Fall 2021


Course Description

This course provides a comprehensive introduction to deep neural networks. Major topics include multilayer perceptrons, convolutional neural networks, recurrent neural networks, practical aspects of training deep neural networks and generative probabilistic modeling with deep neural networks. Students will learn basic concepts of deep learning as well as hands on experience to solve real-life problems. This course requires strong background in linear algebra, probability and statistics and machine learning. Python will be used for all the assignments.

Optional Textbook

Deep Learning Book

Deep Learning Frameworks

PyTorch (Preferred)

Tensorflow

Communication

All written communication should be directed though Google Classroom. You can post publicly or privately depending on your preference.

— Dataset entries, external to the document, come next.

//! Configuration API Integration Tests

use async_trait::async_trait;
use axum::{
    body::{to_bytes, Body},
    http::{Method, Request, StatusCode},
    Router,
};
use bytes::Bytes;
use ccm::{
    api::{ApiServer, HealthStatus},
    metrics::Metrics,
    store::{ConfigStore, MemoryStore, StoreError, StoreResult},
    ConfigMap, ConfigTree,
};
use std::sync::Arc;
use tower::ServiceExt;

/// Store whose session has gone away
struct PartitionedStore;

#[async_trait]
impl ConfigStore for PartitionedStore {
    async fn exists(&self, _path: &str) -> StoreResult<bool> {
        Err(StoreError::Unavailable("connection loss".to_string()))
    }

    async fn list_children(&self, path: &str) -> StoreResult<Vec<String>> {
        Err(StoreError::NoNode(path.to_string()))
    }

    async fn read(&self, path: &str) -> StoreResult<Bytes> {
        Err(StoreError::NoNode(path.to_string()))
    }

    async fn create_or_update(&self, _path: &str, _payload: Bytes, _parents: bool) -> StoreResult<()> {
        Err(StoreError::Unavailable("connection loss".to_string()))
    }
}

fn create_test_router(store: Arc<dyn ConfigStore>) -> (Router, Arc<Metrics>) {
    let metrics = Arc::new(Metrics::new().unwrap());
    let server = ApiServer::new(
        "127.0.0.1:8080".parse().unwrap(),
        ConfigTree::new(store),
        metrics.clone(),
    );
    (server.create_test_router(), metrics)
}

async fn send(app: &Router, method: Method, uri: &str, body: &str) -> (StatusCode, String) {
    let request = Request::builder()
        .method(method)
        .uri(uri)
        .body(Body::from(body.to_string()))
        .unwrap();

    let response = app.clone().oneshot(request).await.unwrap();
    let status = response.status();
    let bytes = to_bytes(response.into_body(), usize::MAX).await.unwrap();
    (status, String::from_utf8(bytes.to_vec()).unwrap())
}

#[tokio::test]
async fn test_empty_environment_returns_empty_object() {
    let (app, _) = create_test_router(Arc::new(MemoryStore::new()));

    let (status, body) = send(&app, Method::GET, "/config/billing/prod", "").await;
    assert_eq!(status, StatusCode::OK);
    assert_eq!(body, "{}");
}

#[tokio::test]
async fn test_environment_listing_after_puts() {
    let (app, metrics) = create_test_router(Arc::new(MemoryStore::new()));

    let (status, body) = send(&app, Method::PUT, "/config/billing/prod/timeout", "30s").await;
    assert_eq!(status, StatusCode::OK);
    assert_eq!(body, "Configuration updated successfully");
    send(&app, Method::PUT, "/config/billing/prod/retries", "3").await;

    let (status, body) = send(&app, Method::GET, "/config/billing/prod", "").await;
    assert_eq!(status, StatusCode::OK);
    let config: ConfigMap = serde_json::from_str(&body).unwrap();
    assert_eq!(config.len(), 2);
    assert_eq!(config["timeout"], "30s");
    assert_eq!(config["retries"], "3");

    assert_eq!(metrics.request_count("upsert_key", "ok"), 2);
    assert_eq!(metrics.request_count("read_environment", "ok"), 1);
}

#[tokio::test]
async fn test_value_is_returned_raw() {
    let (app, _) = create_test_router(Arc::new(MemoryStore::new()));
    let value = "{\"nested\": \"json stays opaque\"}";

    send(&app, Method::PUT, "/config/myapp/dev/app.endpoint.url", value).await;
    let (status, body) = send(&app, Method::GET, "/config/myapp/dev/app.endpoint.url", "").await;

    assert_eq!(status, StatusCode::OK);
    assert_eq!(body, value);
}

#[tokio::test]
async fn test_missing_key_reports_not_found() {
    let (app, metrics) = create_test_router(Arc::new(MemoryStore::new()));

    let (status, body) = send(&app, Method::GET, "/config/billing/staging/timeout", "").await;
    assert_eq!(status, StatusCode::NOT_FOUND);
    assert_eq!(body, "Key not found");
    assert_eq!(metrics.request_count("read_key", "not_found"), 1);
}

#[tokio::test]
async fn test_store_errors_are_server_errors() {
    let (app, metrics) = create_test_router(Arc::new(PartitionedStore));

    let (status, _) = send(&app, Method::GET, "/config/billing/prod", "").await;
    assert_eq!(status, StatusCode::INTERNAL_SERVER_ERROR);

    let (status, _) = send(&app, Method::PUT, "/config/billing/prod/timeout", "30s").await;
    assert_eq!(status, StatusCode::INTERNAL_SERVER_ERROR);

    let (status, _) = send(&app, Method::GET, "/config/billing/prod/timeout", "").await;
    assert_eq!(status, StatusCode::INTERNAL_SERVER_ERROR);

    assert_eq!(metrics.request_count("upsert_key", "store_error"), 1);
}

#[tokio::test]
async fn test_health_reflects_store_reachability() {
    let (healthy, _) = create_test_router(Arc::new(MemoryStore::new()));
    let (status, body) = send(&healthy, Method::GET, "/health", "").await;
    assert_eq!(status, StatusCode::OK);
    let health: HealthStatus = serde_json::from_str(&body).unwrap();
    assert_eq!(health.status, "healthy");
    assert_eq!(health.checks["store"].status, "healthy");

    let (partitioned, _) = create_test_router(Arc::new(PartitionedStore));
    let (status, body) = send(&partitioned, Method::GET, "/health", "").await;
    assert_eq!(status, StatusCode::SERVICE_UNAVAILABLE);
    let health: HealthStatus = serde_json::from_str(&body).unwrap();
    assert_eq!(health.status, "unhealthy");
}

#[tokio::test]
async fn test_metrics_endpoint_exports_request_counts() {
    let (app, _) = create_test_router(Arc::new(MemoryStore::new()));
    send(&app, Method::GET, "/config/billing/prod/missing", "").await;

    let (status, body) = send(&app, Method::GET, "/metrics", "").await;
    assert_eq!(status, StatusCode::OK);
    assert!(body.contains("ccm_requests_total{operation=\"read_key\",outcome=\"not_found\"} 1"));
}

#[tokio::test]
async fn test_unsupported_method_is_rejected() {
    let (app, _) = create_test_router(Arc::new(MemoryStore::new()));
    let (status, _) = send(&app, Method::DELETE, "/config/billing/prod/timeout", "").await;
    assert_eq!(status, StatusCode::METHOD_NOT_ALLOWED);
}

Emails won’t be responded to.

Schedule

Date Lecture Misc
  Introduction  
Wed Sep 01 Welcome  
Mon Sep 06 No Class (holiday)  
  Deep Networks  
Wed Sep 08 Feed Forward Networks: Introduction Written 1 Out
Mon Sep 13 Feed Forward Networks: Learning  
Wed Sep 15 Backpropagation  
Mon Sep 20 Automatic Differentiation Written 1 Due, Programming 1 Out
Wed Sep 22 Optimization  
  Supervised Learning  
Mon Sep 27 Convolutional Neural Networks  
Wed Sep 29 CNN Architectures Programming 1 Due, Written 2 Out
Wed Oct 04 Interpretability  
Wed Oct 06 How to Tame Your Deep Neural Network  
Mon Oct 11 Modeling Sequences Written 2 Due, Programming 2 Out
Wed Oct 13 Modeling Long-Term Dependencies  
Mon Oct 18 Attention  
Wed Oct 20 NLP and Transformers  
Mon Oct 25 No Class (Fall Break) Programming 3 Out
Wed Oct 27 Graph Neural Networks - I Programming 2 Due
Mon Nov 01 Graph Neural Networks - II  
Wed Nov 03 Supervised Learning Applications - I  
Mon Nov 08 Supervised Learning Applications - II Programming 3 Due, Written 3 Out
  Unsupervised Learning  
Wed Nov 10 Generative Models: Introduction  
Mon Nov 15 Autoregressive Models  
Wed Nov 17 Normalizing Flows Written 3 Due, Written 4 Out
Mon Nov 22 Variational Autoencoders  
Wed Nov 24 Generative Adversarial Networks  
  Assorted Topics  
Mon Nov 29 Self-Supervised Learning Written 4 Due, Programming 4 Out
Wed Dec 01 Deep Reinforcement Learning - I  
Mon Dec 06 Deep Reinforcement Learning - II  
Wed Dec 08 Course Review  
Tue Dec 14 Final Exam (12:45pm-2:45pm) Programming 4 Due